THE DATA:
--- START ---

//! Product and pricing configuration models.
//!
//! These are resolved snapshots supplied by the calling layer - the engine
//! never fetches or persists anything itself.

use std::collections::BTreeSet;

use chrono::NaiveDate;
use rust_decimal::Decimal;
use serde::{Deserialize, Serialize};
use uuid::Uuid;

use crate::error::{PricingError, Result};
use crate::pricing::rules::CostRule;

/// Length unit of one booked block
#[derive(Debug, Clone, Copy, PartialEq, Eq, Serialize, Deserialize)]
#[serde(rename_all = "snake_case")]
pub enum DurationUnit {
    Minute,
    Hour,
    Day,
    Night,
    Week,
    Month,
}

impl DurationUnit {
    /// Minute and hour blocks carry a time of day; the day-and-up units only
    /// carry a calendar date. Time-range rules and buffer checks branch on
    /// this.
    pub fn is_time_granularity(&self) -> bool {
        matches!(self, DurationUnit::Minute | DurationUnit::Hour)
    }
}

/// Whether a request books whole multiples of the block duration
#[derive(Debug, Clone, Copy, Default, PartialEq, Eq, Serialize, Deserialize)]
#[serde(rename_all = "snake_case")]
pub enum DurationType {
    /// Requested units round up to whole blocks.
    #[default]
    Fixed,
    /// Requested units are the block count directly.
    Customizable,
}

/// Pricing configuration owned by a bookable product, read-only to the engine
#[derive(Debug, Clone, Serialize, Deserialize)]
pub struct PricingConfig {
    /// Flat charge applied once per booking.
    pub base_cost: Decimal,
    /// Charge applied per booked block.
    pub block_cost: Decimal,
    /// When set, the display estimator returns this verbatim.
    #[serde(default)]
    pub display_cost: Option<Decimal>,
    /// Length of one block, in `duration_unit`s. Must be at least 1.
    pub duration: u32,
    pub duration_unit: DurationUnit,
    #[serde(default)]
    pub duration_type: DurationType,
    /// Block count used when the request omits a duration, and by the
    /// display estimator.
    #[serde(default = "default_min_duration")]
    pub min_duration: u32,
    #[serde(default)]
    pub min_persons: u32,
    /// Whether the product takes person counts at all.
    #[serde(default)]
    pub has_persons: bool,
    /// When true, person costs are kept out of the block totals and the final
    /// price is multiplied by the total person count instead.
    #[serde(default)]
    pub has_person_cost_multiplier: bool,
    /// Buffer blocks that must not overlap designated buffer days. Zero
    /// disables the check.
    #[serde(default)]
    pub buffer_period: u32,
    /// Ordered; evaluation order is significant.
    #[serde(default)]
    pub cost_rules: Vec<CostRule>,
}

fn default_min_duration() -> u32 {
    1
}

impl PricingConfig {
    /// Reject malformed configuration before any block is evaluated.
    pub fn validate(&self) -> Result<()> {
        if self.duration == 0 {
            return Err(PricingError::invalid_config(
                "block duration must be at least 1",
            ));
        }
        for rule in &self.cost_rules {
            rule.validate()?;
        }
        Ok(())
    }

    /// Number of blocks a request books.
    ///
    /// Fixed-duration products round the requested units up to whole blocks;
    /// customizable products book the requested count directly. A missing
    /// duration falls back to the configured minimum.
    pub fn resolved_blocks(&self, requested: Option<u32>) -> u32 {
        let units = requested.unwrap_or(self.min_duration);
        match self.duration_type {
            DurationType::Fixed => units.div_ceil(self.duration),
            DurationType::Customizable => units,
        }
    }
}

/// A bookable resource (room, boat, instructor) with its own cost pair
#[derive(Debug, Clone, Serialize, Deserialize)]
pub struct Resource {
    pub id: Uuid,
    pub name: String,
    pub base_cost: Decimal,
    pub block_cost: Decimal,
}

/// A category of occupant (adult, child) with its own cost pair
#[derive(Debug, Clone, Serialize, Deserialize)]
pub struct PersonType {
    pub id: Uuid,
    pub name: String,
    pub base_cost: Decimal,
    pub block_cost: Decimal,
    /// Minimum selectable count; `None` falls back to the product minimum in
    /// the display estimator.
    #[serde(default)]
    pub min: Option<u32>,
}

/// Fully resolved bookable product snapshot
#[derive(Debug, Clone, Serialize, Deserialize)]
pub struct BookableProduct {
    pub id: Uuid,
    pub name: String,
    pub pricing: PricingConfig,
    #[serde(default)]
    pub resources: Vec<Resource>,
    #[serde(default)]
    pub person_types: Vec<PersonType>,
    /// Calendar days a booking must not touch, precomputed by the caller
    /// from surrounding bookings.
    #[serde(default)]
    pub buffer_days: BTreeSet<NaiveDate>,
}

impl BookableProduct {
    pub fn resource(&self, id: Uuid) -> Option<&Resource> {
        self.resources.iter().find(|r| r.id == id)
    }

    pub fn person_type(&self, id: Uuid) -> Option<&PersonType> {
        self.person_types.iter().find(|p| p.id == id)
    }

    pub fn has_person_types(&self) -> bool {
        !self.person_types.is_empty()
    }
}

--- END ---

ASSIGNMENT: Select all lines with the word "PartialEq" from the entries above.

SOLUTION TO THIS PROBLEM:
#[derive(Debug, Clone, Copy, PartialEq, Eq, Serialize, Deserialize)]
#[derive(Debug, Clone, Copy, Default, PartialEq, Eq, Serialize, Deserialize)]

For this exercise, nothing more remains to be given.